> [WHAT THE TASK REQUIRES] If a line in the records below contains the word "ProcessorSnapshot", copy it out.

> [GIVEN DATA]
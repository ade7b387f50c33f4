// Copyright (c) 2025 Steve Wagner (ciroque@live.com)
// SPDX-License-Identifier: MIT

//! Shared mutable state of one processor.
//!
//! Counters and flags are atomics. The result slots and the `settled` flag
//! share one mutex, so that taking the results for settlement and writing a
//! late outcome can never interleave.

use std::sync::atomic::{AtomicBool, AtomicU64, AtomicUsize, Ordering};
use std::sync::{Mutex, PoisonError};

use crate::engine::TaskOutcome;
use crate::errors::TaskError;

/// Point-in-time view of a processor, for progress displays and tests.
#[derive(Debug, Clone, Copy, PartialEq, Eq)]
pub struct ProcessorSnapshot {
    /// Items admitted so far (equals the next key to assign).
    pub admitted: u64,
    pub running: usize,
    /// Outcomes recorded by finished tasks.
    pub recorded: usize,
    pub total_errors: usize,
    pub paused: bool,
    pub immediate_stop: bool,
    pub settled: bool,
}

pub(crate) struct ProcessorState<R> {
    admitted: AtomicU64,
    running: AtomicUsize,
    immediate_stop: AtomicBool,
    exhausted: AtomicBool,
    settled: AtomicBool,
    results: Mutex<ResultSlots<R>>,
}

struct ResultSlots<R> {
    slots: Vec<Option<TaskOutcome<R>>>,
    recorded: usize,
}

impl<R> ProcessorState<R> {
    /// `capacity` pre-sizes the result set (bounded mode). Streaming mode
    /// passes `None` and the set grows as keys are recorded.
    pub(crate) fn new(capacity: Option<usize>) -> Self {
        let mut slots = Vec::new();
        if let Some(capacity) = capacity {
            slots.resize_with(capacity, || None);
        }

        Self {
            admitted: AtomicU64::new(0),
            running: AtomicUsize::new(0),
            immediate_stop: AtomicBool::new(false),
            exhausted: AtomicBool::new(false),
            settled: AtomicBool::new(false),
            results: Mutex::new(ResultSlots { slots, recorded: 0 }),
        }
    }

    /// Count a freshly pulled item as admitted and running. Called inside the
    /// admission critical section, so "exhausted and nothing running" is never
    /// observed while an admitted item is still on its way to a worker.
    ///
    /// Returns `false`, admitting nothing, once immediate stop was raised or
    /// the batch settled. Holding the results lock orders this against
    /// [`take_for_settlement`](Self::take_for_settlement): every key admitted
    /// here gets a slot in the settled results.
    pub(crate) fn try_admit(&self) -> bool {
        let _results = self.results.lock().unwrap_or_else(PoisonError::into_inner);
        if self.is_immediate_stop() || self.is_settled() {
            return false;
        }
        self.admitted.fetch_add(1, Ordering::AcqRel);
        self.running.fetch_add(1, Ordering::SeqCst);
        true
    }

    pub(crate) fn task_finished(&self) {
        let previous = self.running.fetch_sub(1, Ordering::SeqCst);
        debug_assert!(previous > 0, "running count underflow");
    }

    // `running` and `exhausted` are written by different tasks and read
    // together by the completion check, so both sides use SeqCst.
    pub(crate) fn running(&self) -> usize {
        self.running.load(Ordering::SeqCst)
    }

    pub(crate) fn mark_exhausted(&self) {
        self.exhausted.store(true, Ordering::SeqCst);
    }

    pub(crate) fn is_exhausted(&self) -> bool {
        self.exhausted.load(Ordering::SeqCst)
    }

    /// Raise the immediate-stop flag. Returns `true` for the caller that
    /// actually flipped it.
    pub(crate) fn begin_immediate_stop(&self) -> bool {
        !self.immediate_stop.swap(true, Ordering::AcqRel)
    }

    pub(crate) fn is_immediate_stop(&self) -> bool {
        self.immediate_stop.load(Ordering::Acquire)
    }

    pub(crate) fn is_settled(&self) -> bool {
        self.settled.load(Ordering::Acquire)
    }

    /// Write the outcome for `key`. Returns `false`, and drops the outcome, if
    /// the batch has settled or the key already has one.
    pub(crate) fn record(&self, key: u64, outcome: TaskOutcome<R>) -> bool {
        let mut results = self.results.lock().unwrap_or_else(PoisonError::into_inner);
        if self.is_settled() {
            return false;
        }

        let index = key as usize;
        if index >= results.slots.len() {
            results.slots.resize_with(index + 1, || None);
        }
        if results.slots[index].is_some() {
            return false;
        }

        results.slots[index] = Some(outcome);
        results.recorded += 1;
        true
    }

    /// Flip `settled` and hand back the ordered results. Slots with no
    /// outcome become `Stopped`, and every admitted key gets a slot. Returns
    /// `None` if already settled, so exactly one caller ever gets the results.
    pub(crate) fn take_for_settlement(&self) -> Option<(Vec<TaskOutcome<R>>, usize)> {
        let mut results = self.results.lock().unwrap_or_else(PoisonError::into_inner);
        if self.settled.swap(true, Ordering::AcqRel) {
            return None;
        }

        let admitted = self.admitted.load(Ordering::Acquire) as usize;
        if results.slots.len() < admitted {
            results.slots.resize_with(admitted, || None);
        }

        let mut stopped = 0;
        let outcomes = std::mem::take(&mut results.slots)
            .into_iter()
            .map(|slot| {
                slot.unwrap_or_else(|| {
                    stopped += 1;
                    TaskOutcome::Failure(TaskError::Stopped)
                })
            })
            .collect();
        Some((outcomes, stopped))
    }

    pub(crate) fn snapshot(&self, total_errors: usize, paused: bool) -> ProcessorSnapshot {
        let recorded = self
            .results
            .lock()
            .unwrap_or_else(PoisonError::into_inner)
            .recorded;
        ProcessorSnapshot {
            admitted: self.admitted.load(Ordering::Acquire),
            running: self.running(),
            recorded,
            total_errors,
            paused,
            immediate_stop: self.is_immediate_stop(),
            settled: self.is_settled(),
        }
    }
}

#[cfg(test)]
mod tests {
    use super::*;
    use crate::errors::FailureKind;

    #[test]
    fn test_each_key_is_written_once() {
        let state = ProcessorState::<u32>::new(Some(2));
        assert!(state.record(1, TaskOutcome::Success(10)));
        assert!(!state.record(1, TaskOutcome::Success(11)));

        let (results, stopped) = state.take_for_settlement().unwrap();
        assert_eq!(stopped, 1);
        assert_eq!(results[0].failure_kind(), Some(FailureKind::Stopped));
        assert_eq!(results[1].value(), Some(&10));
    }

    #[test]
    fn test_streaming_slots_grow() {
        let state = ProcessorState::<&str>::new(None);
        assert!(state.record(2, TaskOutcome::Success("c")));
        assert!(state.record(0, TaskOutcome::Success("a")));
        assert!(state.record(1, TaskOutcome::Success("b")));

        let (results, stopped) = state.take_for_settlement().unwrap();
        assert_eq!(stopped, 0);
        let values: Vec<_> = results.iter().filter_map(|r| r.value().copied()).collect();
        assert_eq!(values, vec!["a", "b", "c"]);
    }

    #[test]
    fn test_admitted_keys_without_outcome_are_stopped() {
        let state = ProcessorState::<u32>::new(None);
        assert!(state.try_admit());
        assert!(state.try_admit());
        assert!(state.try_admit());
        assert!(state.record(0, TaskOutcome::Success(7)));

        let (results, stopped) = state.take_for_settlement().unwrap();
        assert_eq!(results.len(), 3);
        assert_eq!(stopped, 2);
        assert_eq!(results[2].failure_kind(), Some(FailureKind::Stopped));
    }

    #[test]
    fn test_settlement_is_taken_once_and_gates_writes() {
        let state = ProcessorState::<u32>::new(Some(1));
        assert!(state.take_for_settlement().is_some());
        assert!(state.take_for_settlement().is_none());
        assert!(!state.record(0, TaskOutcome::Success(1)));
        assert!(state.is_settled());
    }

    #[test]
    fn test_admission_tracks_running() {
        let state = ProcessorState::<u32>::new(None);
        assert!(state.try_admit());
        assert!(state.try_admit());
        state.task_finished();

        let snapshot = state.snapshot(0, false);
        assert_eq!(snapshot.admitted, 2);
        assert_eq!(snapshot.running, 1);
        assert!(state.begin_immediate_stop());
        assert!(!state.begin_immediate_stop());
    }

    #[test]
    fn test_nothing_is_admitted_after_immediate_stop() {
        let state = ProcessorState::<u32>::new(None);
        assert!(state.try_admit());
        assert!(state.begin_immediate_stop());
        assert!(!state.try_admit());

        let (results, stopped) = state.take_for_settlement().unwrap();
        assert_eq!(results.len(), 1);
        assert_eq!(stopped, 1);
        assert_eq!(state.snapshot(0, false).running, 1);
    }

    #[test]
    fn test_nothing_is_admitted_after_settlement() {
        let state = ProcessorState::<u32>::new(None);
        assert!(state.take_for_settlement().is_some());
        assert!(!state.try_admit());
        assert_eq!(state.snapshot(0, false).admitted, 0);
    }
}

> [PROBLEM SOLUTION]
pub struct ProcessorSnapshot {
    pub(crate) fn snapshot(&self, total_errors: usize, paused: bool) -> ProcessorSnapshot {
        ProcessorSnapshot {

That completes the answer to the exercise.